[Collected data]
——
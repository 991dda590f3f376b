//! The message type and transport seam the bridge pumps frames through.

use crate::error::Result;
use std::time::Duration;

/// One WebSocket frame, already decoded from the wire. Control frames (ping,
/// pong, close) are handled by [`WsTransport`] itself and never surface
/// here.
#[derive(Debug, Clone, PartialEq, Eq)]
pub enum Message {
    /// A UTF-8 text frame.
    Text(String),
    /// A binary frame.
    Binary(Vec<u8>),
}

/// The underlying wire connection. The actual WebSocket framing/handshake
/// library is an external collaborator; the bridge only needs this much of
/// it to stay format-agnostic.
pub trait WsTransport: Send {
    /// Sends one message, blocking at most `timeout`.
    ///
    /// # Errors
    /// Returns a runtime error on a transport failure or send timeout.
    fn send(&mut self, message: &Message, timeout: Duration) -> Result<()>;

    /// Sends a ping control frame, blocking at most `timeout` for the
    /// corresponding pong.
    ///
    /// # Errors
    /// Returns a runtime error if no pong arrives within `timeout` or the
    /// transport fails.
    fn ping(&mut self, timeout: Duration) -> Result<()>;

    /// Receives the next message, blocking at most `timeout`. Returns `Ok(None)`
    /// on timeout with no message, distinct from a closed connection.
    ///
    /// # Errors
    /// Returns a runtime error on a transport failure.
    fn recv(&mut self, timeout: Duration) -> Result<Option<Message>>;

    /// Whether the peer has closed the connection.
    fn is_closed(&self) -> bool;

    /// Sends a close frame and shuts down the transport.
    ///
    /// # Errors
    /// Returns a runtime error on a transport failure.
    fn close(&mut self, code: u16, reason: &str) -> Result<()>;
}
//! Resolves a tenant's deployed handler source, for the engine to evaluate.

use crate::error::Result;

/// A resolved handler source, ready to hand to [`crate::engine::ScriptHost::eval`].
#[derive(Debug, Clone, PartialEq, Eq)]
pub struct ResolvedSource {
    /// The handler module's source text.
    pub source: String,
    /// Opaque version/content identifier, for cache invalidation.
    pub version: String,
}

/// Resolves `(tenant-id, deploy-key)` pairs to a handler source. Module
/// loading and bundling live entirely outside the core; this is the single
/// seam it needs.
pub trait SourceLoader: Send + Sync {
    /// Resolves `tenant_id`'s source for `deploy_key`.
    ///
    /// # Errors
    /// Returns a not-found error if no such deployment exists, or a runtime
    /// error if the loader itself fails.
    fn resolve(&self, tenant_id: &str, deploy_key: &str) -> Result<ResolvedSource>;
}
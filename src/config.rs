//! Host-configured runtime limits.
//!
//! Everything here is a host decision, not a per-request one: data
//! directory, resource caps, and whether the SSRF gate runs. Behind the
//! `config-file` feature, [`RuntimeConfig`] can be loaded from a TOML file;
//! without it, construct one directly or via [`RuntimeConfig::default`].

use crate::constants::{TCP_BUFFER_SIZE_RANGE, TCP_SOCKET_LIMIT_RANGE};
use crate::error::{Error, Result};
use serde::{Deserialize, Serialize};
use std::path::PathBuf;

/// Host-wide configuration for one runtime instance.
#[derive(Debug, Clone, Serialize, Deserialize)]
pub struct RuntimeConfig {
    /// Root directory under which per-binding SQL databases are stored, as
    /// `{data_dir}/sql/{database_id}.db`.
    #[serde(default = "default_data_dir")]
    pub data_dir: PathBuf,

    /// Maximum concurrent TCP sockets per request.
    #[serde(default = "default_max_tcp_sockets")]
    pub max_tcp_sockets: usize,

    /// Maximum bytes buffered per TCP socket's background read loop.
    #[serde(default = "default_max_tcp_buffer_size")]
    pub max_tcp_buffer_size: usize,

    /// Maximum value size accepted by the KV store binding.
    #[serde(default = "default_max_kv_value_size")]
    pub max_kv_value_size: usize,

    /// Whether the pre-connect SSRF gate runs before dialing outbound TCP.
    #[serde(default = "default_ssrf_filter_enabled")]
    pub ssrf_filter_enabled: bool,

    /// WebSocket keepalive ping interval, in seconds.
    #[serde(default = "default_ws_ping_interval_secs")]
    pub ws_ping_interval_secs: u64,
}

impl RuntimeConfig {
    /// Validates the configured caps against their allowed ranges.
    ///
    /// # Errors
    /// Returns a validation error naming which field is out of range.
    pub fn validate(&self) -> Result<()> {
        if !TCP_SOCKET_LIMIT_RANGE.contains(&self.max_tcp_sockets) {
            return Err(Error::validation(format!(
                "max_tcp_sockets must be in {TCP_SOCKET_LIMIT_RANGE:?}, got {}",
                self.max_tcp_sockets
            )));
        }
        if !TCP_BUFFER_SIZE_RANGE.contains(&self.max_tcp_buffer_size) {
            return Err(Error::validation(format!(
                "max_tcp_buffer_size must be in {TCP_BUFFER_SIZE_RANGE:?}, got {}",
                self.max_tcp_buffer_size
            )));
        }
        if self.max_kv_value_size == 0 {
            return Err(Error::validation("max_kv_value_size must be positive"));
        }
        Ok(())
    }

    /// Loads a config from a TOML file, applying defaults for any field the
    /// file omits, then validates it.
    ///
    /// # Errors
    /// Returns a runtime error if the file cannot be read or parsed, or a
    /// validation error if the parsed config is out of range.
    #[cfg(feature = "config-file")]
    pub fn load(path: &std::path::Path) -> Result<Self> {
        let text = std::fs::read_to_string(path)?;
        let config: Self =
            toml::from_str(&text).map_err(|e| Error::runtime(format!("invalid config file: {e}")))?;
        config.validate()?;
        Ok(config)
    }
}

impl Default for RuntimeConfig {
    fn default() -> Self {
        Self {
            data_dir: default_data_dir(),
            max_tcp_sockets: default_max_tcp_sockets(),
            max_tcp_buffer_size: default_max_tcp_buffer_size(),
            max_kv_value_size: default_max_kv_value_size(),
            ssrf_filter_enabled: default_ssrf_filter_enabled(),
            ws_ping_interval_secs: default_ws_ping_interval_secs(),
        }
    }
}

fn default_data_dir() -> PathBuf {
    PathBuf::from("./data")
}

const fn default_max_tcp_sockets() -> usize {
    20
}

const fn default_max_tcp_buffer_size() -> usize {
    16 * 1024 * 1024
}

const fn default_max_kv_value_size() -> usize {
    25 * 1024 * 1024
}

const fn default_ssrf_filter_enabled() -> bool {
    true
}

const fn default_ws_ping_interval_secs() -> u64 {
    30
}

#[cfg(test)]
mod tests {
    use super::*;

    #[test]
    fn default_config_validates() {
        assert!(RuntimeConfig::default().validate().is_ok());
    }

    #[test]
    fn out_of_range_tcp_socket_cap_is_rejected() {
        let mut config = RuntimeConfig::default();
        config.max_tcp_sockets = 0;
        assert!(config.validate().is_err());
        config.max_tcp_sockets = 500;
        assert!(config.validate().is_err());
    }

    #[test]
    fn out_of_range_tcp_buffer_size_is_rejected() {
        let mut config = RuntimeConfig::default();
        config.max_tcp_buffer_size = 10;
        assert!(config.validate().is_err());
    }

    #[cfg(feature = "config-file")]
    #[test]
    fn load_applies_defaults_for_omitted_fields() {
        let dir = tempfile::tempdir().unwrap();
        let path = dir.path().join("runtime.toml");
        std::fs::write(&path, "max_tcp_sockets = 5\n").unwrap();
        let config = RuntimeConfig::load(&path).unwrap();
        assert_eq!(config.max_tcp_sockets, 5);
        assert_eq!(config.max_kv_value_size, default_max_kv_value_size());
    }
}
——
▶ WHAT TO WORK ON: Across the entries above, find each line with the word "request" and please copy it out.

▶ WRITTEN REPLY:
//! Everything here is a host decision, not a per-request one: data
    /// Maximum concurrent TCP sockets per request.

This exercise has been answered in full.